Support would surely be withdrawn, however, if the AFL-CIO continued a policy of solidarity with a Russian labor movement pushed in a more radical direction by economic crisis and rising militancy at the bottom. Russian unions advocating even traditionally nationalist policies of import substitution and limits on foreign investment would undoubtedly be viewed as enemies. If U.S. aid policy and that of the AFL-CIO become contradictory, "then we'll figure out a way to do the work, with our without government funding," Shailor promises.

A day of decision is approaching, not only for unions in Russia, but for the AFL-CIO in relation to U.S. foreign policy. Speaking last February at the Davos forum of international bankers in Switzerland, Sweeney warned that "the neoliberal version of the American model now held out for export offers no answer to the fundamental economic challenges of our day." Yet this is exactly the economic model the U.S. has exported to Russia, and not just there.

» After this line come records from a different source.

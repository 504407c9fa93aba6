//! Per-species placement configuration.
//!
//! A [`GrassVariety`] describes how one species is scattered: density,
//! sampling pattern, cull distances, scale/rotation/alignment rules and
//! the optional Voronoi modulation. Varieties are grouped into a
//! [`ScatterKind`], the unit assigned to terrains. All of it is immutable
//! while placement runs.

use std::sync::Arc;

use serde::{Deserialize, Serialize};

use crate::core::types::Vec3;
use crate::math::Aabb;

/// Closed float range with unclamped interpolation.
#[derive(Clone, Copy, Debug, PartialEq, Serialize, Deserialize)]
pub struct FloatInterval {
    pub min: f32,
    pub max: f32,
}

impl FloatInterval {
    pub const fn new(min: f32, max: f32) -> Self {
        Self { min, max }
    }

    pub fn size(&self) -> f32 {
        self.max - self.min
    }

    /// Linear interpolation; `alpha` is not clamped, callers rely on
    /// overshoot for the Voronoi narrowing rule.
    pub fn lerp(&self, alpha: f32) -> f32 {
        self.min + self.size() * alpha
    }
}

/// How per-instance scale is randomized across the three axes.
#[derive(Clone, Copy, Debug, Default, PartialEq, Eq, Serialize, Deserialize)]
pub enum GrassScaling {
    /// One random scale applied to X, Y and Z.
    #[default]
    Uniform,
    /// Independent random scale per axis.
    Free,
    /// X and Y share one random scale, Z gets another.
    LockXy,
}

/// The mesh rendered for a variety. The actual asset lives in the host
/// engine; this carries what the cluster build and culling need.
#[derive(Clone, Debug)]
pub struct MeshAsset {
    pub name: String,
    /// Mesh-local bounds, expanded per instance when building leaves.
    pub bounds: Aabb,
    /// Target leaf size for the cluster tree built over instances.
    pub desired_instances_per_leaf: u32,
}

impl MeshAsset {
    pub fn new(name: &str, bounds: Aabb) -> Self {
        Self {
            name: name.to_string(),
            bounds,
            desired_instances_per_leaf: 256,
        }
    }
}

/// Static per-species placement parameters. Distances and offsets are in
/// world centimeters, density is instances per 10 square meters.
#[derive(Clone, Debug)]
pub struct GrassVariety {
    pub mesh: Option<Arc<MeshAsset>>,
    pub density: f32,
    /// Jittered grid sampling when true, halton sequence otherwise.
    pub use_grid: bool,
    /// 0..=1 jitter amount for grid sampling.
    pub placement_jitter: f32,
    /// Fade-in start distance; 0 disables fading.
    pub start_cull_distance: i32,
    /// Distance at which instances are fully culled; 0 disables the variety.
    pub end_cull_distance: i32,
    pub scaling: GrassScaling,
    pub scale_x: FloatInterval,
    pub scale_y: FloatInterval,
    pub scale_z: FloatInterval,
    /// Accepted surface slope in degrees, evaluated on the GPU.
    pub slope: FloatInterval,
    /// Accepted world height band, evaluated on the GPU.
    pub height: FloatInterval,
    pub height_falloff_range: f32,
    /// Vertical offset range applied along the instance up axis.
    pub z_offset: FloatInterval,
    pub use_voronoi_noise: bool,
    /// Noise values above `max` narrow the scale ranges instead of
    /// rejecting the sample.
    pub voronoi_valid_range: FloatInterval,
    pub voronoi_scale: f32,
    pub voronoi_group_size: f32,
    pub align_to_surface: bool,
    /// Max tilt away from vertical when aligning, degrees. 0 = unclamped.
    pub align_max_angle: f32,
    pub random_rotation: bool,
    pub rotation_axis: Vec3,
    /// Probe the collision world and drop samples not resting on
    /// landscape geometry. Expensive, off by default.
    pub check_close_landscape: bool,
    /// Foliage components for this variety carry collision.
    pub enable_collision: bool,
}

impl Default for GrassVariety {
    fn default() -> Self {
        Self {
            mesh: None,
            density: 400.0,
            use_grid: true,
            placement_jitter: 1.0,
            start_cull_distance: 10000,
            end_cull_distance: 10000,
            scaling: GrassScaling::Uniform,
            scale_x: FloatInterval::new(1.0, 1.0),
            scale_y: FloatInterval::new(1.0, 1.0),
            scale_z: FloatInterval::new(1.0, 1.0),
            slope: FloatInterval::new(0.0, 90.0),
            height: FloatInterval::new(-1_000_000.0, 1_000_000.0),
            height_falloff_range: 1000.0,
            z_offset: FloatInterval::new(0.0, 0.0),
            use_voronoi_noise: false,
            voronoi_valid_range: FloatInterval::new(0.0, 1.0),
            voronoi_scale: 10.0,
            voronoi_group_size: 8192.0,
            align_to_surface: true,
            align_max_angle: 0.0,
            random_rotation: true,
            rotation_axis: Vec3::new(0.0, 1.0, 0.0),
            check_close_landscape: false,
            enable_collision: false,
        }
    }
}

impl GrassVariety {
    /// Whether this variety produces any instances at all. Disabled
    /// varieties are skipped during dispatch building, never an error.
    pub fn is_active(&self) -> bool {
        self.mesh.is_some() && self.density > 0.0 && self.end_cull_distance > 0
    }
}

/// A scattering-type asset: an ordered set of varieties plus the optional
/// weightmap layer that gates where they spawn.
#[derive(Clone, Debug, Default)]
pub struct ScatterKind {
    pub enabled: bool,
    /// When set, instances only spawn where a weightmap layer whose name
    /// contains this string has weight.
    pub spawn_layer: Option<String>,
    pub varieties: Vec<GrassVariety>,
}

impl ScatterKind {
    pub fn new(varieties: Vec<GrassVariety>) -> Self {
        Self {
            enabled: true,
            spawn_layer: None,
            varieties,
        }
    }
}
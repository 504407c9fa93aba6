//! Error types for the scattering system

use thiserror::Error;

/// Main error type for the crate
#[derive(Debug, Error)]
pub enum Error {
    #[error("GPU error: {0}")]
    Gpu(String),

    #[error("Dispatch error: {0}")]
    Dispatch(String),

    #[error("Readback error: {0}")]
    Readback(String),

    #[error("Config error: {0}")]
    Config(String),

    #[error("IO error: {0}")]
    Io(#[from] std::io::Error),

    #[error("JSON error: {0}")]
    Json(#[from] serde_json::Error),
}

Already unionists like ICEM's Vic Thorpe are calling for a more fundamental reassessment. "We need urgently to revisit the ideas behind the Bretton Woods institutions and seriously to question whether they are still appropriate," he told the November conference on non-payment. "Their policies have destroyed attempts to base growth on more secure and socially-just systems of import substitution and self-sustaining development in favor of dependence on multinational banks and corporations and a limited social elite. It is time to acknowledge that the institutions have not worked ... that they were a bad idea, founded on an inappropriate model of growth."

These are important voices, pointing out that the road of independence from U.S. foreign policy, both corporate and government, has its necessary and logical conclusion in opposition to free market reforms and the uninhibited growth of capitalism.

But even they leaves a deeper question unasked. If Russian workers decide to look for an alternative, or for that matter, if workers in any other country do so, what can they hope for today from the AFL-CIO's new commitment to international solidarity?